AI Article Synopsis

  • Kümmell disease without neurologic deficits can initially be treated effectively with procedures like vertebroplasty or kyphoplasty, but long-term issues like vertebral collapse often arise, particularly in elderly patients who may not tolerate extensive surgery.
  • A 95-year-old man with severe back pain and gait issues was treated for intravertebral avascular necrosis using a combination of postural reduction and minimally invasive percutaneous pedicle screw fixation under epidural anesthesia, resulting in significant pain relief and improved mobility.
  • This case highlights the potential for successful treatment of Kümmell disease in elderly patients through less invasive techniques, paving the way for better outcomes in similar high-risk cases.

Article Abstract

Background: In cases of Kümmell disease without neurologic deficit, percutaneous vertebroplasty or kyphoplasty has achieved short-term favorable outcomes. In the long term, recollapse of the augmented vertebral body and aggravation of kyphosis at the index level is often reported. Owing to medical comorbidities, elderly patients are often unsuited for extensive open spine surgery under general anesthesia.
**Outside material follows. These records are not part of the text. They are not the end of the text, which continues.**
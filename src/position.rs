use serde::{Deserialize, Serialize};
use std::fmt;

/// A grid coordinate. Signed so that off-grid neighbors can be represented
/// before they are clipped against the grid's [`Dimensions`].
#[derive(Debug, Clone, Copy, PartialEq, Eq, PartialOrd, Ord, Hash, Serialize, Deserialize)]
pub struct Position {
    pub row: i32,
    pub col: i32,
}

impl Position {
    pub fn new(row: i32, col: i32) -> Self {
        Self { row, col }
    }

    /// All eight surrounding coordinates, unclipped.
    pub fn neighbors(&self) -> impl Iterator<Item = Position> + '_ {
        (-1..=1).flat_map(move |dr| {
            (-1..=1).filter_map(move |dc| {
                if dr == 0 && dc == 0 {
                    None
                } else {
                    Some(Position::new(self.row + dr, self.col + dc))
                }
            })
        })
    }

    pub fn offset(&self, dr: i32, dc: i32) -> Position {
        Position::new(self.row + dr, self.col + dc)
    }
}

impl fmt::Display for Position {
    fn fmt(&self, f: &mut fmt::Formatter<'_>) -> fmt::Result {
        write!(f, "({}, {})", self.row, self.col)
    }
}

#[derive(Debug, Clone, Copy, PartialEq, Eq, Serialize, Deserialize)]
pub struct Dimensions {
    pub rows: usize,
    pub cols: usize,
}

impl Dimensions {
    pub fn new(rows: usize, cols: usize) -> Self {
        Self { rows, cols }
    }

    pub fn cell_count(&self) -> usize {
        self.rows * self.cols
    }

    pub fn contains(&self, pos: Position) -> bool {
        pos.row >= 0
            && pos.col >= 0
            && (pos.row as usize) < self.rows
            && (pos.col as usize) < self.cols
    }

    /// In-bounds neighbors of `pos`, in row-major order. A corner has 3,
    /// an edge cell 5 and an interior cell 8.
    pub fn neighbors(&self, pos: Position) -> Vec<Position> {
        pos.neighbors().filter(|p| self.contains(*p)).collect()
    }

    /// Every position of the grid in row-major order.
    pub fn positions(&self) -> impl Iterator<Item = Position> {
        let cols = self.cols;
        (0..self.rows).flat_map(move |r| (0..cols).map(move |c| Position::new(r as i32, c as i32)))
    }

    pub(crate) fn index(&self, pos: Position) -> Option<(usize, usize)> {
        self.contains(pos)
            .then_some((pos.row as usize, pos.col as usize))
    }
}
Case Description: A 95-year-old man presented with a 1-month history of intractable back pain and gait disturbance. Magnetic resonance imaging revealed intravertebral avascular necrosis with fluid collection at the L4 vertebra. After postural reduction using a pillow in the supine position for 2 days, percutaneous pedicle screw fixation with bone cement augmentation was performed at the L3-5 level including L4 fracture under epidural anesthesia. Additional posterior column compression was performed to achieve restoration of spinal canal and lumbar lordosis. Severe back pain was reduced after surgery, and the patient was able to walk the day after surgery.

Conclusions: To our knowledge, this is the first case of Kümmell disease in an extremely elderly patient in whom good clinical result was obtained after postural reduction, vertebral augmentation, and short segment percutaneous pedicle screw fixation under epidural anesthesia.